Exercise aim – Beginning with the first line of the data below, extract each line up to and including the one containing "use authgate::rbac::RoleDefinition;". Copy them exactly and add nothing.

Provided entries –
╭──

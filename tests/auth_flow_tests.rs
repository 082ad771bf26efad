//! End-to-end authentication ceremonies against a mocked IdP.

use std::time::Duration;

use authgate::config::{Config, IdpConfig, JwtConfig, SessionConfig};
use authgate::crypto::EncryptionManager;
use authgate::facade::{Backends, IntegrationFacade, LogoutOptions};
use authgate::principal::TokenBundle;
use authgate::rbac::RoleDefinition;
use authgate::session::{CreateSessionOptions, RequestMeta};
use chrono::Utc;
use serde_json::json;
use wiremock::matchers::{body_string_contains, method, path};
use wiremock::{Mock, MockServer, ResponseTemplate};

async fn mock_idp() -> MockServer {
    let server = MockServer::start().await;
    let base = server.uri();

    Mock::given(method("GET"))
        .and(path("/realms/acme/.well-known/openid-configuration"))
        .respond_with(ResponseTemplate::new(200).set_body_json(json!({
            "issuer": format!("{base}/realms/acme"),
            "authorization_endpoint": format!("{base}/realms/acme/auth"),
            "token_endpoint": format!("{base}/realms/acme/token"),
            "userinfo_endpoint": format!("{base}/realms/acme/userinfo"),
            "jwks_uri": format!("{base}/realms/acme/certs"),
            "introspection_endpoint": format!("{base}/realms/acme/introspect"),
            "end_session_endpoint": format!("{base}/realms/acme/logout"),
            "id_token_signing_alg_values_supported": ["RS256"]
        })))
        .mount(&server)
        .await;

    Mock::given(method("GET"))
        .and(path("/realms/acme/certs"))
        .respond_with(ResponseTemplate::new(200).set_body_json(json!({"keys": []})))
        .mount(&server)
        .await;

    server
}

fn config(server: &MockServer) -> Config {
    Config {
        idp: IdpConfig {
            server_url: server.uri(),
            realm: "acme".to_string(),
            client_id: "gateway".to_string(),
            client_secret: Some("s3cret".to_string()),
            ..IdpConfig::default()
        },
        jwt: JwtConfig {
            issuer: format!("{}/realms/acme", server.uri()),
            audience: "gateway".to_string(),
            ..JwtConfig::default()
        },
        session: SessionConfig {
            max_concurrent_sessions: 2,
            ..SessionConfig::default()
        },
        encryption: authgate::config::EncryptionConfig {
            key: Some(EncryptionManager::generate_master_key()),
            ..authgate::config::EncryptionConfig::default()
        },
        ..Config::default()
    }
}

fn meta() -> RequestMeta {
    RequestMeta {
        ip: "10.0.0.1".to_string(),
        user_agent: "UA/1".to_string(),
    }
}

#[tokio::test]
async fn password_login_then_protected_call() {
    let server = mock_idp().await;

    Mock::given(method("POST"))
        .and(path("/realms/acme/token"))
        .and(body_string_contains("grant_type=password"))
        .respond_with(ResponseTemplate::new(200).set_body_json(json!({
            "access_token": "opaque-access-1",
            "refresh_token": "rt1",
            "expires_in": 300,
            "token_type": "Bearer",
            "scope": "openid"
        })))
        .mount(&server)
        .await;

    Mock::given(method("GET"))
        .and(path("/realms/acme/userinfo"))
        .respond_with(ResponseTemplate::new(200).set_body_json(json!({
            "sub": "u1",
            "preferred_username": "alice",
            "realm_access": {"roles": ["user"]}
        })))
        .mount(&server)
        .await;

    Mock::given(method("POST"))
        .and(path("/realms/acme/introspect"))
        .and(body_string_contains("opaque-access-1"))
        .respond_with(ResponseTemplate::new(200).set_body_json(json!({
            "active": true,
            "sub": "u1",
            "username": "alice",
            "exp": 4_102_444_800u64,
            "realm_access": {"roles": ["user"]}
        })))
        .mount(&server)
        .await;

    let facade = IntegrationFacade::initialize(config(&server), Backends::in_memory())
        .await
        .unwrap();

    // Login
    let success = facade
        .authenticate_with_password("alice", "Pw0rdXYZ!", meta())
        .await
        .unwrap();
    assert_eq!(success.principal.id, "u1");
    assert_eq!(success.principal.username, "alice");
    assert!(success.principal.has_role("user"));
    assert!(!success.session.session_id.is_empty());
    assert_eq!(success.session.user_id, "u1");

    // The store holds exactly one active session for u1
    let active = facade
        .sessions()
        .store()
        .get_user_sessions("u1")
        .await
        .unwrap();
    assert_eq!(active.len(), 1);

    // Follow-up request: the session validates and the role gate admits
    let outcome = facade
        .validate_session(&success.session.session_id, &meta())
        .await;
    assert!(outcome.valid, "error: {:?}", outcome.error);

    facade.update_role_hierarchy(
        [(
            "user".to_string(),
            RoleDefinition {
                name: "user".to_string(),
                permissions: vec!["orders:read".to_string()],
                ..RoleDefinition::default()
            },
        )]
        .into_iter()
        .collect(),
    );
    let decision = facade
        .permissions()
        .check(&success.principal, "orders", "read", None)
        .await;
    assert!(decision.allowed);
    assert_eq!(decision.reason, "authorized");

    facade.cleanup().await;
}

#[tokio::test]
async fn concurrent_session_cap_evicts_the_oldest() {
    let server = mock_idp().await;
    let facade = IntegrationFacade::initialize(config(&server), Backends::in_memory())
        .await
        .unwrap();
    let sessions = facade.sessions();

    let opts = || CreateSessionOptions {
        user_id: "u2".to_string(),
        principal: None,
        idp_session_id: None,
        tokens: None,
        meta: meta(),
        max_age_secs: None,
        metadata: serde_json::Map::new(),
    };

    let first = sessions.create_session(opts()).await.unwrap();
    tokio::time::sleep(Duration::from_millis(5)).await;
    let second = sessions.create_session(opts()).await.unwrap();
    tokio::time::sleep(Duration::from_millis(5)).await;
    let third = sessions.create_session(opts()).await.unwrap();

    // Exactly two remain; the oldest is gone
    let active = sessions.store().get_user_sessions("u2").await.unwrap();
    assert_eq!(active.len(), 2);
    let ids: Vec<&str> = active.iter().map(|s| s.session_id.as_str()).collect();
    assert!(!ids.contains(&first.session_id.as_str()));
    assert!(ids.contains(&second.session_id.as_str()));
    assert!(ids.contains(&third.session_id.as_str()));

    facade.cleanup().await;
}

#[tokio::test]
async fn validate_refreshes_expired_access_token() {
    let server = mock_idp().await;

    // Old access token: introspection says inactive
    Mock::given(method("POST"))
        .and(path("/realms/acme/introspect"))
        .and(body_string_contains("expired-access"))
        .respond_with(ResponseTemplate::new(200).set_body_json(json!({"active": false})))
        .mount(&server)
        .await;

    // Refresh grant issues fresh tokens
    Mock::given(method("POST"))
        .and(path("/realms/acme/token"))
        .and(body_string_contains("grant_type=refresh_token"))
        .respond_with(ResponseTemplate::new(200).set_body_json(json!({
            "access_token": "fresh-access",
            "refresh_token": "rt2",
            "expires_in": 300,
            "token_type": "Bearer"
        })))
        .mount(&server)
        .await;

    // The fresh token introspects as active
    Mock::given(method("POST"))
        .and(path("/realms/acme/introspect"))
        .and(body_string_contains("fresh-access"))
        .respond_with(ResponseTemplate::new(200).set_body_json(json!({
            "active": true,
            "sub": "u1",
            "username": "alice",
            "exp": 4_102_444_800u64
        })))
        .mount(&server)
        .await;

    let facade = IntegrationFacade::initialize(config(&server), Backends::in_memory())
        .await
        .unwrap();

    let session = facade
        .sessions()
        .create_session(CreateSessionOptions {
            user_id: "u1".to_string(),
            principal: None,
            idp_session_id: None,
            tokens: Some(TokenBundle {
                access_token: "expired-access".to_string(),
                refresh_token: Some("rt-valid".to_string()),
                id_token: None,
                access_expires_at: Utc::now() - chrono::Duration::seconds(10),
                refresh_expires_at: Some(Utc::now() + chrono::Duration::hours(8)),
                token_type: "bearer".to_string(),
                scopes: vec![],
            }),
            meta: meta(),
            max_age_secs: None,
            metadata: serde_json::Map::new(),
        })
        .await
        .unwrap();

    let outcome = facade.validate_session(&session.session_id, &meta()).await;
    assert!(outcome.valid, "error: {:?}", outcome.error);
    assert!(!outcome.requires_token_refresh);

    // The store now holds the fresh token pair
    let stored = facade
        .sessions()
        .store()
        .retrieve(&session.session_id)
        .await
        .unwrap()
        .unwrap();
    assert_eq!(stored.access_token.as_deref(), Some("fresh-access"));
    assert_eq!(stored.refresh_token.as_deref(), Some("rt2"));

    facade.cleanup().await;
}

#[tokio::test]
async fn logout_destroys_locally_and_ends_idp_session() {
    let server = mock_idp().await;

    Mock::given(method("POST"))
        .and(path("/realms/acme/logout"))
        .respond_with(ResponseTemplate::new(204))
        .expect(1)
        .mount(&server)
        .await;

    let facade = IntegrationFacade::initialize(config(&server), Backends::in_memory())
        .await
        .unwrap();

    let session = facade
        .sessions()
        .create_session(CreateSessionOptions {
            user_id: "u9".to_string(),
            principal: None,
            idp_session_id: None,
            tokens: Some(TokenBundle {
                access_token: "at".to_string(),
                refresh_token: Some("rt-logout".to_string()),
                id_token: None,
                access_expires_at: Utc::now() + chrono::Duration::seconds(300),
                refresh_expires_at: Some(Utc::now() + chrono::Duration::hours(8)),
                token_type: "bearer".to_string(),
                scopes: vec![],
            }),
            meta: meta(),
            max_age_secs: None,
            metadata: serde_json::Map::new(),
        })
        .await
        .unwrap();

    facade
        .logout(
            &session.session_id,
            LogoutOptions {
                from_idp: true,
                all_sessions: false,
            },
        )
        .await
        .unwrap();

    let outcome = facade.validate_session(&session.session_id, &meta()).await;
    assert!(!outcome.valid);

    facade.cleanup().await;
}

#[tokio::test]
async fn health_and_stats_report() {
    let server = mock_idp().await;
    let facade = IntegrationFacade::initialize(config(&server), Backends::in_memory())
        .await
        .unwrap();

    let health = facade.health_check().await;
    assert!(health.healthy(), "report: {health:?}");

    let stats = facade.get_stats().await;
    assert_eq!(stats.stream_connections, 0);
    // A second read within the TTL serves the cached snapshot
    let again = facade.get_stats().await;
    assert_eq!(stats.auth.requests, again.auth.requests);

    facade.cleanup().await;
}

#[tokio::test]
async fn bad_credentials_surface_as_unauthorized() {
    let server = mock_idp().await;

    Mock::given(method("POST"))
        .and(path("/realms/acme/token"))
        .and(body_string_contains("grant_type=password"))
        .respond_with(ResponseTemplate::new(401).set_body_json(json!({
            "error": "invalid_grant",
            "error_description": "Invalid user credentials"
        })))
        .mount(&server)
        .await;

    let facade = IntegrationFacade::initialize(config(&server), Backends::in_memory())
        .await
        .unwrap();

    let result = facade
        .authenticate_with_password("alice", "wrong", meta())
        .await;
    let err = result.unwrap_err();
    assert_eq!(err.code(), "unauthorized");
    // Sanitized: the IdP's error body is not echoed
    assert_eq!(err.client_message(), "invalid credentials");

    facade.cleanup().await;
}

╰──

Written solution –
filename tests/auth_flow_tests.rs
repository 082ad771bf26efad
//! End-to-end authentication ceremonies against a mocked IdP.

use std::time::Duration;

use authgate::config::{Config, IdpConfig, JwtConfig, SessionConfig};
use authgate::crypto::EncryptionManager;
use authgate::facade::{Backends, IntegrationFacade, LogoutOptions};
use authgate::principal::TokenBundle;
use authgate::rbac::RoleDefinition;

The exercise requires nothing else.